People do not make judgments and decisions in a vacuum. They make them against a backdrop of available options. Whether I am convincing a jury why my client’s theory of the case is sounder or explaining to my daughter how playing the violin is preferred to the cello (purely a space thing), comparisons provide context.

Signs point to the probability that adored musician Prince’s death could have been linked to an opioid pain addiction. Opioids kill more people per year than all illegal drugs combined. Death from prescription opioid overdose — drugs like oxycodone, hydrocodone, and methadone — has quadrupled since 1999, according to the Centers for Disease Control and Prevention.  Once people reach for their prescription bottle and it is empty, they head for the streets to buy heroin. The CDC website states, “The United States is in the midst of an opioid overdose epidemic.”

Misuse and abuse of prescription drugs costs the country an estimated $53.4 billion a year in lost productivity, medical costs, and criminal justice expenses. Yet marijuana continues to be billed as a Schedule I drug, meaning our government believes it is extremely dangerous, highly addictive, and of no medical value. Marijuana has never killed anybody.

What is the relationship, if any, between pot and prescription drugs? There can be parallels drawn but the two scarcely intersect. A 2014 study in the Journal of the American Medical Association shows a significant decrease in opiate overdoses in states that have adopted and implemented medical marijuana laws compared to states that have not. Although opiate overdoses rose in states without medical marijuana laws during 2009-2010, there has been a significant reduction in overdose death in states that have adopted robust medical marijuana laws.

But what happens in states like New York with much more restrictive medical marijuana laws? In light of the growing prescription drug overdose and heroin epidemic across New York State, Governor Andrew Cuomo has convened a special task force to look at more ways to combat the crisis. “Opioid addiction is a national epidemic that continues to plague families in communities across New York — and the state has been taking aggressive action to tackle this crisis head on,” Cuomo said.

Communities throughout the United States, from Michigan and New Hampshire to Oregon and Missouri are making a dedicated effort to curb the prescription drug epidemic.  The same cannot be said for marijuana overuse or abuse because there is no there there. Marijuana use rarely leads to addiction. Marijuana cannot cause a fatal overdose. Its addictive properties, while present, are low, and the myth that it leads users to more potent drugs has been categorically disproved.  If your long-term safety, health, and well-being is paramount, cannabis is clearly a much better choice.
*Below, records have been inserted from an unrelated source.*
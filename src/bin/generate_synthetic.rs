//! Synthetic regional dataset generator
//!
//! Writes the seeded mobility, spending and demographic tables the
//! segmentation pipeline runs on, as CSV files.
//!
//! Usage:
//!   cargo run --release --bin generate_synthetic -- [OPTIONS]
//!
//! Options:
//!   --seed <N>           Random seed (default: 42)
//!   --regions <CODES>    Comma-separated FIPS codes (default: all seven)
//!   --output-dir <PATH>  Output directory (default: data/synthetic)

use anyhow::{Context, Result};
use clap::Parser;
use mobility_segments::config::DEFAULT_SEED;
use mobility_segments::export::write_dataset_csv;
use mobility_segments::generators::generate_dataset;
use mobility_segments::regions::{check_region_codes, default_region_codes, get_region_short};
use rand::rngs::StdRng;
use rand::SeedableRng;
use std::path::PathBuf;
use tracing::info;

#[derive(Parser, Debug)]
#[command(name = "generate_synthetic")]
#[command(about = "Generate synthetic regional mobility, spending and demographic data")]
struct Args {
    /// Random seed for reproducibility
    #[arg(long, default_value_t = DEFAULT_SEED)]
    seed: u64,

    /// Region FIPS codes to generate
    #[arg(long, value_delimiter = ',')]
    regions: Option<Vec<String>>,

    /// Directory for mobility.csv, spending.csv and demographics.csv
    #[arg(long, default_value = "data/synthetic")]
    output_dir: PathBuf,
}

fn main() -> Result<()> {
    tracing_subscriber::fmt()
        .with_env_filter(
            tracing_subscriber::EnvFilter::try_from_default_env()
                .unwrap_or_else(|_| tracing_subscriber::EnvFilter::new("info")),
        )
        .init();

    let args = Args::parse();
    let regions = args.regions.unwrap_or_else(default_region_codes);
    check_region_codes(&regions).context("checking requested regions")?;

    println!("🏭 Generating synthetic data (seed {})", args.seed);
    let short: Vec<String> = regions.iter().map(|c| get_region_short(c)).collect();
    println!("   Regions: {}", short.join(", "));

    let mut rng = StdRng::seed_from_u64(args.seed);
    let dataset = generate_dataset(&regions, &mut rng).context("generating dataset")?;

    let files = write_dataset_csv(&dataset, &args.output_dir)
        .with_context(|| format!("writing CSV files to {:?}", args.output_dir))?;
    info!("Export finished");

    println!("\n✅ Wrote:");
    println!("   {:?} ({} rows)", files.mobility, dataset.mobility.len());
    println!("   {:?} ({} rows)", files.spending, dataset.spending.len());
    println!("   {:?} ({} rows)", files.demographics, dataset.demographics.len());

    Ok(())
}
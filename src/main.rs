//! Stacktui — block-stacking timing game in the terminal.

mod app;
mod audio;
mod game;
mod highscores;
mod input;
mod theme;
mod ui;

use anyhow::Result;
use app::App;
use clap::{Parser, ValueEnum};

/// Options derived from CLI that affect game behaviour (speed, spawn delay, sound).
#[derive(Debug, Clone)]
pub struct GameConfig {
    pub difficulty: Difficulty,
    pub initial_speed: f32,
    pub spawn_delay_ms: u64,
    pub sound: bool,
}

fn main() -> Result<()> {
    let args = Args::parse();
    let theme = theme::Theme::load(args.theme.as_deref(), args.palette).unwrap_or_default();
    let config = GameConfig {
        difficulty: args.difficulty,
        initial_speed: args
            .speed
            .unwrap_or_else(|| initial_speed_for(args.difficulty)),
        spawn_delay_ms: args.spawn_delay_ms,
        sound: !args.no_sound,
    };
    let mut app = App::new(args, config, theme)?;
    app.run()
}

/// Block-stacking timing game in the terminal.
#[derive(Debug, Parser)]
#[command(
    name = "stacktui",
    version,
    about = "Block-stacking timing game in the terminal. Time the drop; overhang gets trimmed away.",
    long_about = "Stacktui is a terminal arcade game about timing.\n\n\
        A block slides back and forth above the tower. Drop it in time and the part \
        overlapping the block below survives; the overhang is cut off and falls away. \
        Each placement scores a point and speeds the slide up. Miss the tower entirely \
        and the run is over.\n\n\
        CONTROLS:\n  Space/Enter  Drop the block    P  Pause    Q / Esc  Quit\n\n\
        Use --theme to load a btop-style theme (e.g. onedark.theme)."
)]
pub struct Args {
    /// Difficulty: easy, medium, or hard. Sets the starting slide speed.
    #[arg(short, long, default_value = "easy")]
    pub difficulty: Difficulty,

    /// Path to theme file (btop-style theme[key]=\"value\"). Uses One Dark if not set.
    #[arg(short, long, value_name = "FILE")]
    pub theme: Option<std::path::PathBuf>,

    /// Colour palette: normal (theme), high-contrast, or colorblind.
    #[arg(long, default_value = "normal")]
    pub palette: Palette,

    /// Starting slide speed in world units per frame; overrides difficulty.
    #[arg(long, value_name = "SPEED")]
    pub speed: Option<f32>,

    /// Delay in ms between a placement and the next block entering.
    #[arg(long, default_value = "300", value_name = "MS")]
    pub spawn_delay_ms: u64,

    /// Target render frames per second.
    #[arg(long, default_value = "60.0", value_name = "RATE")]
    pub frame_rate: f64,

    /// Skip the menu and start playing immediately.
    #[arg(long)]
    pub no_menu: bool,

    /// Disable sound cues.
    #[arg(long)]
    pub no_sound: bool,
}

#[derive(Debug, Clone, Copy, PartialEq, Eq, Default, ValueEnum)]
pub enum Palette {
    #[default]
    Normal,

    #[value(alias = "highcontrast", alias = "contrast")]
    HighContrast,

    #[value(alias = "colourblind")]
    Colorblind,
}

#[derive(Debug, Clone, Copy, PartialEq, Eq, Default, ValueEnum)]
pub enum Difficulty {
    #[default]
    Easy,
    Medium,
    Hard,
}

/// Starting slide speed per difficulty, in world units per reference frame.
pub fn initial_speed_for(difficulty: Difficulty) -> f32 {
    match difficulty {
        Difficulty::Easy => game::INITIAL_SPEED,
        Difficulty::Medium => 0.11,
        Difficulty::Hard => 0.14,
    }
}
fn draw_quit_menu(frame: &mut Frame, theme: &Theme, area: Rect, selected: QuitOption) {
    let popup_w = 28u16;
    let popup_h = 7u16;
    let popup = Rect {
        x: area.x + area.width.saturating_sub(popup_w) / 2,
        y: area.y + area.height.saturating_sub(popup_h) / 2,
        width: popup_w.min(area.width),
        height: popup_h.min(area.height),
    };
    let entry = |label: &str, opt: QuitOption| {
        let style = if selected == opt {
            Style::default().fg(Color::Black).bg(theme.block_color(1)).bold()
        } else {
            Style::default().fg(theme.main_fg)
        };
        Line::from(Span::styled(format!(" {label} "), style))
    };
    let lines = vec![
        Line::from(""),
        entry("Resume", QuitOption::Resume),
        entry("Main menu", QuitOption::MainMenu),
        entry("Exit", QuitOption::Exit),
        Line::from(""),
    ];
    let p = Paragraph::new(lines).alignment(Alignment::Center).block(
        Block::default()
            .borders(Borders::ALL)
            .border_style(Style::default().fg(theme.div_line).bg(theme.bg)),
    );
    p.render(popup, frame.buffer_mut());
}

fn draw_game_over(
    frame: &mut Frame,
    state: &GameState,
    theme: &Theme,
    area: Rect,
    best: u32,
    new_high_score: bool,
) {
    let popup_w = 30u16;
    let popup_h = if new_high_score { 11u16 } else { 10u16 };
    let popup = Rect {
        x: area.x + area.width.saturating_sub(popup_w) / 2,
        y: area.y + area.height.saturating_sub(popup_h) / 2,
        width: popup_w.min(area.width),
        height: popup_h.min(area.height),
    };
    let mut lines: Vec<Line> = vec![
        Line::from(""),
        Line::from(Span::styled(
            " Game Over ",
            Style::default().fg(Color::White).bg(Color::Red),
        )),
        Line::from(""),
        Line::from(Span::styled(
            format!(" Score: {} ", state.score),
            Style::default().fg(theme.main_fg),
        )),
        Line::from(Span::styled(
            format!(" Best: {best} "),
            Style::default().fg(theme.main_fg),
        )),
        Line::from(Span::styled(
            format!(" Tower: {} ", state.stack.height().saturating_sub(1)),
            Style::default().fg(theme.main_fg),
        )),
    ];
    if new_high_score {
        lines.push(Line::from(Span::styled(
            " New record! ",
            Style::default().fg(Color::Yellow).bold(),
        )));
    }
    lines.push(Line::from(""));
    lines.push(Line::from(Span::styled(
        " R — Restart    Q — Quit ",
        Style::default().fg(theme.main_fg),
    )));
    let p = Paragraph::new(lines).alignment(Alignment::Center).block(
        Block::default()
            .borders(Borders::ALL)
            .border_style(Style::default().fg(theme.div_line).bg(theme.bg))
            .title(Span::styled(" stacktui ", theme.title)),
    );
    p.render(popup, frame.buffer_mut());
}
We know that a majority of new heroin users start off taking pain pills, which contain the same type of base ingredients. In the song “Sign o’ the Times,” Prince sought to illustrate the supposed link between marijuana and opioids:

In September, my cousin tried reefer for the very first time
Now he’s doing horse, it’s June

Sorry, late Prince, but there’s no evidence cannabis leads to “horse” (heroin). Prescribed opioids, not marijuana, are deadly.  Over-the-counter drugs are no saviors to those in pain. OxyContin and Vicodin are the true culprits that expose people to potentially lethal side effects.